Jakarta, 30 Agustus 2013 - Kondisi pasar saham yang bearish dalam beberapa pekan belakangan ini telah menyulut minat para emiten untuk melakukan pembelian kembali (buyback) saham-sahamnya. Walaupun tindakan ini serupa dengan yang terjadi pada tahun 2008 - 2009, namun AFN melihat bahwa buyback kali ini tidak akan se-efektif saudara tuanya.
Minat buyback saham ini mengikuti peraturan Otoritas Jasa Keuangan (OJK) yang resmi diberlakukan sejak 26 Agustus 2013, yaitu mengijinkan emiten melakukan buyback tanpa persetujuan RUPS. Tujuannya adalah untuk meredam gejolak pasar yang tertekan dari titik tertingginya di 5.251 menjadi hanya 4.195 setelah sempat di bawah level 4.000 pada pekan ini.
Secara umum tujuan buyback ada dua. Pertama adalah untuk memberi sinyal pada pasar bahwa harga wajar saham ada di atas harga pasarnya.
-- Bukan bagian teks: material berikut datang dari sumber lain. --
//! Execution engine and collaborator ports for Pagewright.
//!
//! This crate defines the "ports" (provider traits) that the infrastructure
//! layer implements and the engine that drives them. It depends only on
//! `pagewright-types` -- never on `pagewright-infra` or any database/IO
//! crate, so the whole engine is testable against in-memory stubs.

pub mod credential;
pub mod memory;
pub mod provider;
pub mod resolver;
pub mod selector;
pub mod workflow;
//! Short-form → canonical team name lookup used by the intent router before
//! filter construction. The table is deliberately small and explicit rather
//! than a fuzzy-matching scheme: the set of teams a single club's query
//! surface has to recognize is fixed and short.

const ALIASES: &[(&str, &str)] = &[
    ("blue 10s", "Caroline Springs Blue U10"),
    ("blue u10", "Caroline Springs Blue U10"),
    ("white 10s", "Caroline Springs White U10"),
    ("white u10", "Caroline Springs White U10"),
    ("blue 12s", "Caroline Springs Blue U12"),
    ("blue u12", "Caroline Springs Blue U12"),
    ("white 12s", "Caroline Springs White U12"),
    ("white u12", "Caroline Springs White U12"),
    ("blue 14s", "Caroline Springs Blue U14"),
    ("blue u14", "Caroline Springs Blue U14"),
    ("white 14s", "Caroline Springs White U14"),
    ("white u14", "Caroline Springs White U14"),
];

/// Normalizes a short form like `"blue 10s"` to its canonical team name. Does
/// a case-insensitive, whitespace-collapsed match against the known aliases;
/// anything unrecognized is returned unchanged so the caller can still try a
/// literal lookup against the configured identifier bundle.
pub fn canonicalize(input: &str) -> String {
    let normalized = input.trim().to_lowercase();
    let normalized = normalized.split_whitespace().collect::<Vec<_>>().join(" ");
    for (alias, canonical) in ALIASES {
        if *alias == normalized {
            return canonical.to_string();
        }
    }
    input.to_string()
}

/// Scans free text for the first known alias substring and returns its
/// canonical name. Used by the intent router to pull a team hint out of a
/// question before the caller has supplied one explicitly.
pub fn find_alias_in_text(text: &str) -> Option<String> {
    let lowered = text.to_lowercase();
    ALIASES
        .iter()
        .find(|(alias, _)| lowered.contains(alias))
        .map(|(_, canonical)| canonical.to_string())
}

#[cfg(test)]
mod tests {
    use super::*;

    #[test]
    fn canonicalizes_known_short_forms() {
        assert_eq!(canonicalize("blue 10s"), "Caroline Springs Blue U10");
        assert_eq!(canonicalize("  Blue   10s "), "Caroline Springs Blue U10");
        assert_eq!(canonicalize("white u10"), "Caroline Springs White U10");
    }

    #[test]
    fn passes_through_unknown_names() {
        assert_eq!(canonicalize("Melbourne CC U10"), "Melbourne CC U10");
    }

    #[test]
    fn finds_alias_embedded_in_a_question() {
        assert_eq!(find_alias_in_text("ladder for blue 10s please").as_deref(), Some("Caroline Springs Blue U10"));
        assert_eq!(find_alias_in_text("how's the weather today"), None);
    }
}
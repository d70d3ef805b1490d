//! Builds the tiered backend list from configuration (§4.3). Any subset of
//! the four variants may be configured; local file is always included since
//! it needs no external endpoint and is the durable floor.

use crate::backend::document_db::DocumentDbBackend;
use crate::backend::kv_cache::KvCacheBackend;
use crate::backend::local_file::LocalFileBackend;
use crate::backend::managed_index::ManagedIndexBackend;
use crate::backend::Backend;
use cricket_core::config::Settings;
use std::sync::Arc;

/// Priority order: managed index (semantic search) first, then the document
/// database (full record retrieval), then the cache, with local file last as
/// the always-present fallback.
pub fn build_backends(settings: &Settings) -> Vec<Arc<dyn Backend>> {
    let mut backends: Vec<Arc<dyn Backend>> = Vec::new();

    if let (Some(url), Some(token)) = (&settings.managed_index_url, &settings.managed_index_token) {
        backends.push(Arc::new(ManagedIndexBackend::new(url.clone(), token.clone())));
    } else {
        log::info!("managed_index backend not configured, skipping");
    }

    if let (Some(url), Some(token)) = (&settings.document_db_url, &settings.document_db_token) {
        backends.push(Arc::new(DocumentDbBackend::new(url.clone(), token.clone())));
    } else {
        log::info!("document_db backend not configured, skipping");
    }

    if let Some(redis_url) = &settings.kv_cache_redis_url {
        match KvCacheBackend::new(redis_url.clone()) {
            Ok(backend) => backends.push(Arc::new(backend)),
            Err(err) => log::warn!("failed to build kv_cache backend: {err}"),
        }
    } else {
        log::info!("kv_cache backend not configured, skipping");
    }

    match LocalFileBackend::open(&settings.local_file_path) {
        Ok(backend) => backends.push(Arc::new(backend)),
        Err(err) => log::warn!("failed to open local_file backend at {}: {err}", settings.local_file_path),
    }

    backends
}
use miette::Diagnostic;
use thiserror::Error;

/// Upstream errors (§7): `Transient` is retried by [`crate::retry`], every
/// other variant is handed back to the caller to log and skip.
#[derive(Debug, Error, Diagnostic)]
pub enum PlayHqError {
    #[error("error executing request to upstream provider")]
    RequestExecute(#[source] reqwest::Error),

    #[error("upstream provider returned transient status {status}")]
    Transient { status: u16 },

    #[error("upstream provider returned permanent status {status}: {body}")]
    Permanent { status: u16, body: String },

    #[error("error deserializing upstream response body")]
    ReadBody(#[source] reqwest::Error),

    #[error("error deserializing upstream response structure")]
    Deserialize(#[source] serde_json::Error),

    #[error("upstream call exceeded its deadline")]
    Timeout,
}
Kedua, adalah perusahaan memiliki potensi laba dari selisih buyback dan penjualan kembali saham treasuri tersebut.
Pada tahun 2008, banyak buyback dilakukan untuk memberikan sinyal dan kepercayaan kepada pasar bahwa harga saham ada di bawah nilai wajarnya (undervalued). Beberapa saham yang di-buyback tahun 2008 memiliki P/E di bawah 10, seperti PT Wijaya Karya, Tbk (WIKA). Waktu itu IHSG hanya di level 1.200.
Kini, IHSG sudah 4 kali lipat dari level tersebut. Artinya harga sudah berada di sekitar nilai wajar - kalau tidak melampauinya (overvalued). Apakah sinyal yang akan ditransmisikan perusahaan melalui buyback itu akan diterima oleh pasar? AFN melihat bahwa penurunan ini disebabkan oleh sudah overvalued-nya pasar dan pasar malah sedang mencari titik ekuilibrium yang lebih wajar.
Bila dilihat pada tabel, beberapa saham malah sudah memiliki harga di atas 3 kali nilai buku, seperti Semen Gresik, dan MNC Sky Vision. Apakah pertumbuhan ekonomi Indonesia akan sedemikian agresifnya di tengah pelemahan ekonomi dunia, sehingga harga tersebut dapat dijustifikasi, bahkan ditingkatkan lagi?
Karena alasan-alasan ini, maka AFN merekomendasikan supaya buyback yang dilakukan oleh emiten harus:
1. Mempertimbangkan dengan lebih hati-hati nilai wajar dari saham, bukan hanya melihat kepada harga tertinggi yang pernah dicapai tetapi juga ekonomi secara keseluruhan;
2. Melakukan buyback untuk menjaga likuiditas, terutama untuk saham-saham yang kurang likuid seperti Mitra Pinasthika Mustika (MPMX) dan Perdana Gapuraprima (GPRA);
3. Buyback dilakukan bukan untuk memberikan sinyal naik, namun untuk membantu saham kembali ke harga wajarnya melalui penyusutan jumlah saham beredar. Hal ini nampak sekali pada saham-saham yang memiliki nilai buku lebih dari 5 seperti MNC Sky Vision (MSKY) dan Media Nusantara Citra (MNCN);
4. Tidak berasal dari dana leverage (utang) atau dana yang akan digunakan oleh operasional dan investasi ke depan, serta harus siap dengan adanya kerugian dari buyback tersebut (harga jual di bawah harga beli).